Sharp Electronics’ PG-F255W is a good all-around performer that excels in a few areas but lags in others.
The unit weighs 6 pounds, 8 ounces, and is 11.5 inches wide and 11.2 inches long, which means it’s too big to truly be considered portable. Although its weight is not totally out of bounds, the fact that it’s 4.2 inches thick adds to its seemingly large size.
That thickness facilitates a variety of ports — VGA, local-area network, monitor out, S-Video and USB. The PG-F255W is the only projector in this review with a Digital Visual Interface input, which means you can connect it to a desktop computer with a high-end video card just as easily as you can hook it to a laptop PC. Projectors started including DVI a few years ago but have since backed off because the laptop market didn’t follow suit.
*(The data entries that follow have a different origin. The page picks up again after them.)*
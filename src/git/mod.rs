mod error;
mod repo_cloner;
mod repository_path;
mod service;

pub use self::error::GitError;
pub use self::repo_cloner::RepoCloner;
pub use self::repository_path::RepositoryPath;
pub use self::service::{GitExecutable, GitService};

#[cfg(test)]
pub(crate) use self::repo_cloner::tests::FakeGitService;
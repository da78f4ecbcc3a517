//! Bitbucket Cloud provider.
//!
//! Push payloads carry no file lists, so every delivery asks for a resync of
//! the pushed commit. Deliveries are not authenticated.

mod models;

use std::any::Any;

use async_trait::async_trait;
use axum::body::Bytes;
use url::Url;

use crate::git::RepositoryPath;

use super::{
    api::{self, api_url, file_segments},
    Provider, ProviderError, ProviderKind, PushEvent, WebhookRequest,
};

pub const DEFAULT_API_URL: &str = "https://api.bitbucket.org";

const EVENT_HEADER: &str = "X-Event-Key";
const PUSH_EVENT: &str = "repo:push";
const MAX_DEPTH: &str = "32";

#[derive(Debug)]
pub struct BitbucketProvider {
    api_url: Url,
    user: Option<String>,
    token: Option<String>,
    http: reqwest::Client,
}

impl BitbucketProvider {
    pub fn new(
        api_url: Option<&str>,
        user: Option<String>,
        token: Option<String>,
    ) -> Result<Self, ProviderError> {
        Ok(Self {
            api_url: api::parse_base_url(api_url.unwrap_or(DEFAULT_API_URL))?,
            user,
            token,
            http: api::create_client()?,
        })
    }

    fn get(&self, url: Url) -> reqwest::RequestBuilder {
        let request = self.http.get(url);
        match (&self.user, &self.token) {
            (Some(user), token) => request.basic_auth(user, token.as_ref()),
            (None, Some(token)) => request.bearer_auth(token),
            (None, None) => request,
        }
    }
}

#[async_trait]
impl Provider for BitbucketProvider {
    fn kind(&self) -> ProviderKind {
        ProviderKind::Bitbucket
    }

    fn validate(
        &self,
        request: &WebhookRequest,
        _secret: Option<&str>,
    ) -> Result<Bytes, ProviderError> {
        Ok(request.body().clone())
    }

    #[tracing::instrument(skip_all)]
    fn parse_push_event(
        &self,
        request: &WebhookRequest,
        payload: &[u8],
    ) -> Result<PushEvent, ProviderError> {
        let event = request
            .header(EVENT_HEADER)
            .ok_or(ProviderError::MissingEventHeader(EVENT_HEADER))?;
        if event != PUSH_EVENT {
            return Err(ProviderError::NotAPushEvent(event.into()));
        }

        let push: models::PushEvent =
            serde_json::from_slice(payload).map_err(ProviderError::MalformedPayload)?;

        let change = push
            .push
            .changes
            .into_iter()
            .next()
            .ok_or_else(|| ProviderError::NotAPushEvent("push without changes".into()))?;
        let new = change
            .new
            .ok_or_else(|| ProviderError::NotAPushEvent("branch deletion".into()))?;

        let repository = RepositoryPath::new(&push.repository.full_name).map_err(|e| {
            ProviderError::MalformedPayloadField("repository.full_name".into(), e.to_string())
        })?;

        Ok(PushEvent::resync(
            repository.owner().to_owned(),
            repository.name().to_owned(),
            new.reference(),
            new.target.hash,
        ))
    }

    async fn download_file(
        &self,
        owner: &str,
        repo: &str,
        reference: &str,
        path: &str,
    ) -> Result<Vec<u8>, ProviderError> {
        let url = api_url(
            &self.api_url,
            ["2.0", "repositories", owner, repo, "src", reference]
                .into_iter()
                .chain(file_segments(path)),
        )?;

        api::fetch_file(self.get(url), path, reference).await
    }

    async fn list_files(
        &self,
        owner: &str,
        repo: &str,
        reference: &str,
    ) -> Result<Vec<String>, ProviderError> {
        let mut url = api_url(
            &self.api_url,
            ["2.0", "repositories", owner, repo, "src", reference, ""],
        )?;
        url.query_pairs_mut().append_pair("max_depth", MAX_DEPTH);

        let mut files = Vec::new();
        let mut next = Some(url);

        while let Some(url) = next.take() {
            let page: models::SourcePage = api::fetch_json(self.get(url)).await?;
            files.extend(
                page.values
                    .into_iter()
                    .filter(|e| e.entry_type == "commit_file")
                    .map(|e| e.path),
            );

            next = page
                .next
                .map(|n| Url::parse(&n).map_err(|_| ProviderError::InvalidBaseUrl(n)))
                .transpose()?;
        }

        Ok(files)
    }

    fn as_any(&self) -> &dyn Any {
        self
    }
}
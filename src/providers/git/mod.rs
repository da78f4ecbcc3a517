//! Generic Git provider.
//!
//! Works with any remote reachable by `git clone`. Deliveries are only a
//! trigger: files are read from a local working copy kept in a cache
//! directory, synchronized on each access.

use std::{
    any::Any,
    path::{Path, PathBuf},
    sync::Arc,
};

use async_trait::async_trait;
use axum::body::Bytes;
use tokio::sync::Mutex;

use crate::git::{GitService, RepoCloner, RepositoryPath};

use super::{Provider, ProviderError, ProviderKind, PushEvent, WebhookRequest};

const HEAD: &str = "HEAD";
const BRANCH_PREFIX: &str = "refs/heads/";
const FALLBACK_OWNER: &str = "generic";
const FALLBACK_REPO: &str = "repo";

#[derive(Debug)]
pub struct GenericGitProvider {
    git: Arc<dyn GitService>,
    repo_url: String,
    repository: RepositoryPath,
    default_branch: String,
    working_copy: Mutex<PathBuf>,
}

impl GenericGitProvider {
    pub fn new(
        git: Arc<dyn GitService>,
        repo_url: &str,
        cache_dir: PathBuf,
        default_branch: &str,
    ) -> Self {
        let repository = RepositoryPath::from_remote_url(repo_url)
            .unwrap_or_else(|_| RepositoryPath::from_parts(FALLBACK_OWNER, FALLBACK_REPO));
        let folder_name = repository.full_name().replace('/', "_");

        Self {
            git,
            repo_url: repo_url.to_owned(),
            default_branch: default_branch.to_owned(),
            working_copy: Mutex::new(cache_dir.join(folder_name)),
            repository,
        }
    }

    /// Map a push reference to something `git checkout --detach` accepts.
    fn resolve_reference(&self, reference: &str) -> String {
        if reference == HEAD {
            format!("origin/{}", self.default_branch)
        } else if let Some(branch) = reference.strip_prefix(BRANCH_PREFIX) {
            format!("origin/{branch}")
        } else {
            reference.to_owned()
        }
    }

    async fn synchronize(&self, working_copy: &Path, reference: &str) -> Result<(), ProviderError> {
        let reference = self.resolve_reference(reference);
        RepoCloner::create_or_update_in_directory(
            self.git.as_ref(),
            &self.repo_url,
            working_copy,
            &reference,
        )
        .await?;
        Ok(())
    }
}

/// Resolve `path` under `root`, refusing anything that lands outside of it.
async fn resolve_in_root(root: &Path, path: &str, reference: &str) -> Result<PathBuf, ProviderError> {
    let root = tokio::fs::canonicalize(root).await?;
    let candidate = root.join(path.trim_start_matches('/'));

    let resolved = match tokio::fs::canonicalize(&candidate).await {
        Ok(p) => p,
        Err(e) if e.kind() == std::io::ErrorKind::NotFound => {
            return Err(ProviderError::FileNotFound {
                path: path.into(),
                reference: reference.into(),
            })
        }
        Err(e) => return Err(e.into()),
    };

    if !resolved.starts_with(&root) {
        return Err(ProviderError::PathTraversal(path.into()));
    }

    Ok(resolved)
}

/// Relative paths of every file under `root`, skipping `.git`.
async fn walk_files(root: &Path) -> Result<Vec<String>, ProviderError> {
    let mut files = Vec::new();
    let mut pending = vec![root.to_path_buf()];

    while let Some(dir) = pending.pop() {
        let mut entries = tokio::fs::read_dir(&dir).await?;
        while let Some(entry) = entries.next_entry().await? {
            let file_type = entry.file_type().await?;
            let path = entry.path();

            if file_type.is_dir() {
                if entry.file_name() != ".git" {
                    pending.push(path);
                }
            } else if file_type.is_file() {
                if let Ok(relative) = path.strip_prefix(root) {
                    let segments: Vec<_> = relative
                        .components()
                        .map(|c| c.as_os_str().to_string_lossy())
                        .collect();
                    files.push(segments.join("/"));
                }
            }
        }
    }

    files.sort();
    Ok(files)
}

#[async_trait]
impl Provider for GenericGitProvider {
    fn kind(&self) -> ProviderKind {
        ProviderKind::Git
    }

    fn validate(
        &self,
        request: &WebhookRequest,
        _secret: Option<&str>,
    ) -> Result<Bytes, ProviderError> {
        Ok(request.body().clone())
    }

    fn parse_push_event(
        &self,
        _request: &WebhookRequest,
        _payload: &[u8],
    ) -> Result<PushEvent, ProviderError> {
        Ok(PushEvent::resync(
            self.repository.owner().to_owned(),
            self.repository.name().to_owned(),
            format!("{BRANCH_PREFIX}{}", self.default_branch),
            HEAD.to_owned(),
        ))
    }

    #[tracing::instrument(skip(self))]
    async fn download_file(
        &self,
        _owner: &str,
        _repo: &str,
        reference: &str,
        path: &str,
    ) -> Result<Vec<u8>, ProviderError> {
        let working_copy = self.working_copy.lock().await;
        self.synchronize(&working_copy, reference).await?;

        let resolved = resolve_in_root(&working_copy, path, reference).await?;
        Ok(tokio::fs::read(resolved).await?)
    }

    #[tracing::instrument(skip(self))]
    async fn list_files(
        &self,
        _owner: &str,
        _repo: &str,
        reference: &str,
    ) -> Result<Vec<String>, ProviderError> {
        let working_copy = self.working_copy.lock().await;
        self.synchronize(&working_copy, reference).await?;

        walk_files(&working_copy).await
    }

    fn as_any(&self) -> &dyn Any {
        self
    }
}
In many cases, the extra quality offered by the DVI port is worth the investment. However, because we tested other projectors using VGA, we did the same with the PG-F255W.
Despite using the lower-end VGA interface, the PG-F255W scored extremely well on our fine-lines display test. It was perfect across the entire screen, without a pixel out of place. It was the first projector ever to get a perfect score for fine lines, and it is something to behold in that area. Other reviewers came into the lab to see what a perfect score looked like, and it was quite a show.
It’s no surprise that the PG-F255W also did well with text display. It rendered text clearly down to 6.8-point size — among the best in the review in that area as well.
Unfortunately, despite some fine-tuning, the colors were off in almost every area. Reds took on that tomato-soup glow common to projectors when the colors are not quite perfect, and greens were yellowish. Shades of blue, however, looked just about right.
The PG-F255W was one of the few projectors that did a perfect job with color registration, which, combined with accurate blues, makes it great for video.
It put 800 lumens on the screen in the middle of an image, with only a 60-lumen drop-off at the corners. It will work in most environments, but you probably need to at least dim the lights to get the most out of a presentation.
The $1,495 price tag is a bit steep compared with others in this review. However, if you want to hook up your projector to a high-end desktop PC with a DVI cable to maximize the display properties, the PG-F255W is the only game in town. And it’s a pretty good one.